Thanks to the development of 16S ribosomal RNA gene sequencing technologies, significant alterations in the abundance and composition of the gut microbiota have been found between AITD and healthy controls, suggesting that the gut-thyroid axis may play a pivotal role in the development and in the progress of the AITD.

Although Hashimoto's thyroiditis (HT) and Graves' disease (GD) [74,75] are considered the two most common forms of Autoimmune Thyroid Disease (AITD), the pathogenesis and hallmark of Hashimoto's and Graves' disease are quite different. The hallmark of Hashimoto's thyroiditis is the high rate of Ab-TPO and Ab-TG, while the hallmark of Graves' disease is a high level of Ab-TR.

Furthermore, the alteration of some compositions of the intestinal microbiota can be different in Hashimoto's thyroiditis and Graves' disease. For example, the richness species index was significantly elevated in samples from patients with Hashimoto's thyroiditis while it was low in patients with Graves' disease. Richness species is an important feature of ecological composition and structure of microbial community.

Autoimmune Thyroid Disease is linked to intestinal microbiota dysbiosis through several mechanisms, such as: bacterial overgrowth, hyperactivation of the inflammasome, increase in intestinal permeability, alteration of microbiota metabolities and immune homeostasis. However, the mechanisms of the gutthyroid axis [76,77] complex have not been fully elucidated.

Firmicutes and Bacteroidetes are the main microorganisms that predominate as regards, from a taxonomic point of view, the type. Traditionally, the relationship between Firmicutes and Bacteroidetes has been implicated in the predisposition of pathological conditions. In this meta-analysis, the relationship of Firmicutes and Bacteroidetes in patients with Autoimmune Thyroid Disease showed a lower level than their healthy counterparts.

Furthermore, patients with Autoimmune Thyroid Disease (AITD) showed a noticeable alteration in composition of gut microbiota compared to controls. A ‘random effect model’ indicates that people with AITD showed a significantly increased relative abundance of pathogenic bacteria and a reduced percentage of beneficial bacteria such as Lactobacillus and Bifidobacterium. The latter could be used as probiotics to modulate immune response without negative effects on development of an experimental mouse model of autoimmune thyroiditis [78]. Furthermore, Lactobacillus has been shown to protect TH17 cells and support the integrity of the barrier by secreting IL-22 cytokines and proinflammatory IL-17cytokine. The Th17/Treg imbalance can cause inflammatory disorders, indicating that Lactobacillus participates in the balance of the immune system.

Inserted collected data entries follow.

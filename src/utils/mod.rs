//! # Utility Functions and Types
//!
//! Readers shared by the program stream decoders and the transport stream
//! demuxer:
//!
//! - Bit-level reading of packed header fields
//! - Exp-Golomb variable length codes
//! - A peekable byte source with start-code scanning
//!
//! ## Bit Operations
//!
//! ```rust
//! use mpegdump::utils::BitReader;
//!
//! # fn main() -> Result<(), Box<dyn std::error::Error>> {
//! let data = vec![0b10110011u8];
//! let mut reader = BitReader::new(&data);
//!
//! // Read specific number of bits
//! let value = reader.get_bits(3)?; // Reads first 3 bits (101)
//! assert_eq!(value, 0b101);
//! # Ok(())
//! # }
//! ```
//!
//! ## Start Codes
//!
//! ```rust
//! use mpegdump::utils::ByteSource;
//!
//! # fn main() -> Result<(), Box<dyn std::error::Error>> {
//! let data = [0xFF, 0x00, 0x00, 0x01, 0xBA];
//! let mut source = ByteSource::new(&data[..]);
//! assert_eq!(source.find_next_start_code(0, false)?, Some(1));
//! # Ok(())
//! # }
//! ```

/// Bit manipulation and bitstream reading utilities
pub mod bits;

/// Exp-Golomb decoding
pub mod golomb;

/// Peekable byte source and start-code scanning
pub mod source;

// Re-export commonly used types
pub use bits::*;
pub use golomb::ExpGolomb;
pub use source::{find_start_code, ByteSource, DEFAULT_PEEK_SIZE, START_CODE_PREFIX};
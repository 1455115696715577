use std::num::ParseIntError;
use thiserror::Error;

#[derive(Error, Debug)]
pub enum DumpError {
    #[error("io error: {0}")]
    Io(#[from] std::io::Error),

    /// Fatal for the segment being analyzed; the caller moves on to the next one.
    #[error("malformed segment: {0}")]
    MalformedSegment(String),

    /// Not a failure: fewer bits are buffered than a read asked for.
    #[error("insufficient buffered data: needed {needed} bits, {available} available")]
    InsufficientData { needed: usize, available: usize },

    #[error("oversized unit on pid {pid}: {pending} bytes pending, limit is {limit}")]
    OversizedUnit {
        pid: u16,
        pending: usize,
        limit: usize,
    },

    #[error("invalid data: {0}")]
    InvalidData(String),

    #[error("parse int error: {0}")]
    ParseInt(#[from] ParseIntError),

    #[error("playlist error: {0}")]
    Playlist(String),

    #[error("config error: {0}")]
    Config(#[from] toml::de::Error),
}

impl DumpError {
    /// True for the "wait for more data / end of structure" signal.
    pub fn is_insufficient_data(&self) -> bool {
        matches!(self, DumpError::InsufficientData { .. })
    }
}

pub type Result<T> = std::result::Result<T, DumpError>;
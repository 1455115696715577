use std::env;
use std::fs;
use std::path::Path;

use serde::Deserialize;

use crate::error::{DumpError, Result};
use crate::utils::DEFAULT_PEEK_SIZE;

/// Files checked, in order, for TOML settings.
const CONFIG_PATHS: [&str; 2] = ["./mpegdump.toml", "./config/mpegdump.toml"];

/// Tunables for an analysis run.
///
/// Options missing from a config file keep their defaults.
#[derive(Debug, Clone, PartialEq, Eq, Deserialize)]
#[serde(default)]
pub struct AnalyzerConfig {
    /// First window size used when scanning for start codes
    pub initial_peek_size: usize,
    /// Skip `00 00 00 01` sequences while scanning program streams
    pub skip_escapes: bool,
    /// Drop a PID's pending payload once it grows past this many bytes
    pub max_pending_bytes: Option<usize>,
    /// Report continuity counter gaps in transport streams
    pub check_continuity: bool,
}

impl Default for AnalyzerConfig {
    fn default() -> Self {
        Self {
            initial_peek_size: DEFAULT_PEEK_SIZE,
            skip_escapes: false,
            max_pending_bytes: None,
            check_continuity: true,
        }
    }
}

impl AnalyzerConfig {
    /// Builds a config from defaults, then the first readable config file,
    /// then `MPEGDUMP_*` environment variables.
    pub fn load() -> Result<Self> {
        let mut config = match CONFIG_PATHS
            .iter()
            .find_map(|path| fs::read_to_string(path).ok())
        {
            Some(content) => Self::from_toml(&content)?,
            None => Self::default(),
        };

        for (key, value) in env::vars() {
            if let Some(name) = key.strip_prefix("MPEGDUMP_") {
                config.set(&name.to_ascii_lowercase(), &value)?;
            }
        }

        Ok(config)
    }

    /// Parses a TOML config document.
    pub fn from_toml(content: &str) -> Result<Self> {
        Ok(toml::from_str(content)?)
    }

    /// Sets one option from its string form, as given in an environment
    /// variable. Unknown names are ignored with a warning.
    pub fn set(&mut self, key: &str, value: &str) -> Result<()> {
        match key {
            "initial_peek_size" => self.initial_peek_size = value.parse()?,
            "skip_escapes" => self.skip_escapes = parse_bool(key, value)?,
            "max_pending_bytes" => {
                self.max_pending_bytes = match value {
                    "" | "none" => None,
                    v => Some(v.parse()?),
                }
            }
            "check_continuity" => self.check_continuity = parse_bool(key, value)?,
            _ => log::warn!("ignoring unknown config option '{}'", key),
        }
        Ok(())
    }
}

fn parse_bool(key: &str, value: &str) -> Result<bool> {
    match value.to_ascii_lowercase().as_str() {
        "true" | "1" | "yes" => Ok(true),
        "false" | "0" | "no" => Ok(false),
        _ => Err(DumpError::InvalidData(format!(
            "expected a boolean for '{}', got '{}'",
            key, value
        ))),
    }
}

/// Creates a default config template file if it doesn't exist
pub fn create_default_config_template<P: AsRef<Path>>(path: P) -> std::io::Result<()> {
    if !path.as_ref().exists() {
        let template = r#"# mpegdump configuration

# First window size used when scanning for start codes
initial_peek_size = 1024

# Skip 00 00 00 01 sequences while scanning program streams
skip_escapes = false

# Drop a PID's pending payload past this many bytes (unlimited when unset)
# max_pending_bytes = 67_108_864

# Report continuity counter gaps in transport streams
check_continuity = true
"#;
        std::fs::write(path, template)?;
    }
    Ok(())
}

Overall, Bifidobacterium and Lactobacillus have shown anti-inflammatory effects and protect our body from pathogens.

Furthermore, the increase in Bacteroides fragilis species can explain the upregulation of the IL-18 cytokine, IL-1β and caspase-1 by promoting the inflammatory response. Furthermore, B. fragilis can activate the expression of the NLRP3 inflamosome, which has been found to be over-expressed in patients with Hashimoto's thyroiditis. However, the interaction between intestinal microbiota and inflammasome is not yet clear.

In conclusion, there is a reciprocal influence between the microbiota composition and thyroid homeostasis [79], but the evidence still emerges only from animal studies, in humans this has not been fully characterized.

Another reasonable hypothesis of the role that the microbiota plays in the advancement of AITD is molecular mimicry. The antigenic properties of the proteins of some intestinal bacteria can bind Ab-TPO and Ab-TG, which are the main clinical diagnostic parameters of Autoimmune Thyroid Disease.